Perkumpulan Keluarga Berencana Indonesia Daerah Bali menjadikan siswa-siswa SMP sebagai target kampanye kesehatan reproduksi dan HIV/AIDS.
Oleh
AYU SULISTYOWATI
·2 menit baca
DENPASAR, KOMPAS — Perkumpulan Keluarga Berencana Indonesia Daerah Bali menjadikan siswa-siswa sekolah menengah pertama sebagai target kampanye kesehatan reproduksi dan HIV/AIDS. Kurangnya pengetahuan siswa SMP di Denpasar mengenai proses dan risiko reproduksi dari hasil survei PKBI Bali tahun 2016 memperkuat perlunya kampanye tersebut.
Hasil survei terhadap 1.200 siswa sekolah menengah pertama (SMP) di Denpasar itu di antaranya menunjukkan bagaimana siswa mulai penasaran dan mencoba-coba berhubungan seksual. Sementara itu, beberapa anak menyatakan menggunakan alat kontrasepsi seperti kondom hingga mengetahui informasi soal HIV/AIDS.
”Awalnya, PKBI Bali menduga siswa sekolah menengah atas (SMA) atau usia remaja yang perlu mendapatkan perhatian lebih dan menjadi sasaran penyebaran informasi dan edukasi dibandingkan siswa SMP. Ternyata, hasil survei mengejutkan. Anak SMP mulai harus mendapatkan perhatian lebih, terutama soal kesehatan reproduksi maupun HIV/AIDS,” kata Direktur Perkumpulan Keluarga Berencana Indonesia (PKBI) Daerah Bali Komang Sutrisna, di Denpasar, Selasa (30/7/2019).
Sutrisna menjelaskan, ketika ditanya pengetahuan mereka mengenai pubertas, sebanyak 90,76 persen menjawab mengetahuinya. Begitu pula 55,58 persen siswa mengetahui persoalan HIV/AIDS. Hanya saja, soal proses dan risiko reproduksi, hanya dijawab sekitar 10 persen dari responden.
”Meskipun mereka sebagian besar sudah mengetahui informasi tentang kesehatan reproduksi dan HIV/AIDS dengan baik, sekitar 50 persen anak-anak ini tetap masih menginginkan info yang lebih detail.
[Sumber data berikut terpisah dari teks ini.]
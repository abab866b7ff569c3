//! Commands for the social context.

use agora_core::command::Command;
use agora_core::message::{MessageKind, Routable};
use uuid::Uuid;

use super::entities::ImageUpload;

/// Command to publish a new post.
#[derive(Debug, Clone)]
pub struct CreatePost {
    /// The correlation ID for tracing.
    pub correlation_id: Uuid,
    pub title: String,
    pub content: String,
    /// The author; becomes the only user allowed to edit or delete.
    pub author_id: String,
    /// Images to upload once the post exists.
    pub images: Vec<ImageUpload>,
}

/// Command to change a post's title and content.
#[derive(Debug, Clone)]
pub struct EditPost {
    /// The correlation ID for tracing.
    pub correlation_id: Uuid,
    pub post_id: Uuid,
    /// The acting user.
    pub user_id: String,
    pub title: String,
    pub content: String,
}

/// Command to delete a post.
#[derive(Debug, Clone)]
pub struct DeletePost {
    /// The correlation ID for tracing.
    pub correlation_id: Uuid,
    pub post_id: Uuid,
    /// The acting user.
    pub user_id: String,
}

/// Command to toggle a user's like on a post.
#[derive(Debug, Clone)]
pub struct LikeUnlikePost {
    /// The correlation ID for tracing.
    pub correlation_id: Uuid,
    pub post_id: Uuid,
    /// The liking user.
    pub user_id: String,
}

/// Command to add a top-level comment to a post.
#[derive(Debug, Clone)]
pub struct CommentPost {
    /// The correlation ID for tracing.
    pub correlation_id: Uuid,
    pub post_id: Uuid,
    /// The comment author.
    pub user_id: String,
    pub content: String,
}

/// Command to reply to a comment.
#[derive(Debug, Clone)]
pub struct ReplyComment {
    /// The correlation ID for tracing.
    pub correlation_id: Uuid,
    /// The comment replied to.
    pub comment_id: Uuid,
    /// The reply author.
    pub user_id: String,
    pub content: String,
}

/// Command to toggle a user's like on a comment.
#[derive(Debug, Clone)]
pub struct LikeUnlikeComment {
    /// The correlation ID for tracing.
    pub correlation_id: Uuid,
    pub comment_id: Uuid,
    /// The liking user.
    pub user_id: String,
}

/// Command to delete a comment and its replies.
#[derive(Debug, Clone)]
pub struct DeleteComment {
    /// The correlation ID for tracing.
    pub correlation_id: Uuid,
    pub comment_id: Uuid,
    /// The acting user.
    pub user_id: String,
}

/// Every command the social context accepts.
#[derive(Debug, Clone)]
pub enum SocialCommand {
    CreatePost(CreatePost),
    EditPost(EditPost),
    DeletePost(DeletePost),
    LikeUnlikePost(LikeUnlikePost),
    CommentPost(CommentPost),
    ReplyComment(ReplyComment),
    LikeUnlikeComment(LikeUnlikeComment),
    DeleteComment(DeleteComment),
}

/// Routing tag for [`SocialCommand`].
#[derive(Debug, Clone, Copy, PartialEq, Eq, Hash)]
pub enum CommandKind {
    CreatePost,
    EditPost,
    DeletePost,
    LikeUnlikePost,
    CommentPost,
    ReplyComment,
    LikeUnlikeComment,
    DeleteComment,
}

impl MessageKind for CommandKind {
    fn all() -> &'static [Self] {
        &[
            Self::CreatePost,
            Self::EditPost,
            Self::DeletePost,
            Self::LikeUnlikePost,
            Self::CommentPost,
            Self::ReplyComment,
            Self::LikeUnlikeComment,
            Self::DeleteComment,
        ]
    }

    fn name(self) -> &'static str {
        match self {
            Self::CreatePost => "social.create_post",
            Self::EditPost => "social.edit_post",
            Self::DeletePost => "social.delete_post",
            Self::LikeUnlikePost => "social.like_unlike_post",
            Self::CommentPost => "social.comment_post",
            Self::ReplyComment => "social.reply_comment",
            Self::LikeUnlikeComment => "social.like_unlike_comment",
            Self::DeleteComment => "social.delete_comment",
        }
    }
}

impl Routable for SocialCommand {
    type Kind = CommandKind;

    fn kind(&self) -> CommandKind {
        match self {
            Self::CreatePost(_) => CommandKind::CreatePost,
            Self::EditPost(_) => CommandKind::EditPost,
            Self::DeletePost(_) => CommandKind::DeletePost,
            Self::LikeUnlikePost(_) => CommandKind::LikeUnlikePost,
            Self::CommentPost(_) => CommandKind::CommentPost,
            Self::ReplyComment(_) => CommandKind::ReplyComment,
            Self::LikeUnlikeComment(_) => CommandKind::LikeUnlikeComment,
            Self::DeleteComment(_) => CommandKind::DeleteComment,
        }
    }
}

impl Command for SocialCommand {
    fn command_type(&self) -> &'static str {
        self.kind().name()
    }

    fn correlation_id(&self) -> Uuid {
        match self {
            Self::CreatePost(c) => c.correlation_id,
            Self::EditPost(c) => c.correlation_id,
            Self::DeletePost(c) => c.correlation_id,
            Self::LikeUnlikePost(c) => c.correlation_id,
            Self::CommentPost(c) => c.correlation_id,
            Self::ReplyComment(c) => c.correlation_id,
            Self::LikeUnlikeComment(c) => c.correlation_id,
            Self::DeleteComment(c) => c.correlation_id,
        }
    }
}
//! Shared test fakes and utilities for the Agora social backend.

mod blob_storage;
mod clock;
mod publisher;

pub use blob_storage::{FailingBlobStorage, InMemoryBlobStorage, StoredBlob};
pub use clock::{FixedClock, fixed_clock};
pub use publisher::{FailingPublisher, RecordingPublisher};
Hal ini mendorong PKBI Bali bekerja sama dengan Pemerintah Kota Denpasar memilih lima SMP negeri dan swasta di Denpasar sebagai proyek percontohan,” ujar Sutrisna.
Proyek percontohan tersebut menggunakan modul setara atau modul semangat dunia remaja yang beberapa bulan terakhir dipraktikkan kepada guru dan selanjutnya guru kepada siswa. Hasilnya, guru dan siswa menjadi sahabat. Banyak siswa bersedia terbuka dan menjadikan guru sebagai tempat curhat (curahan hati).
Kepala Sekretariat Komisi Penanggulangan AIDS (KPA) Provinsi Bali I Made Suprapta juga prihatin dengan angka ratusan anak di usia 15 tahun sampai 19 tahun terindikasi HIV/AIDS. Apalagi, remaja tersebut sudah berani coba-coba berhubungan seks dengan lawan jenis.
Secara umum, kata Suprapta, jumlah kasus HIV/AIDS di Bali mulai ada penurunan sejak tahun 2015. Data menunjukkan jumlah kasus HIV/AIDS pada tahun 2015 sebanyak 2.529 orang dan menurun menjadi 2.423 orang pada 2016.
Akan tetapi, menurut dia, hal tersebut belum bisa dikatakan adanya tren penurunan. Suprapta mengatakan, ia masih menemukan sejumlah keluarga atau orang dengan HIV/AIDS yang belum terbuka datang dan mendata secara sukarela. Karena itu, ia tetap berupaya memaksimalkan penyuluhan ke masyarakat, termasuk merangkul media untuk mempropagandakan kepada khalayak tentang HIV/AIDS hingga penanganannya.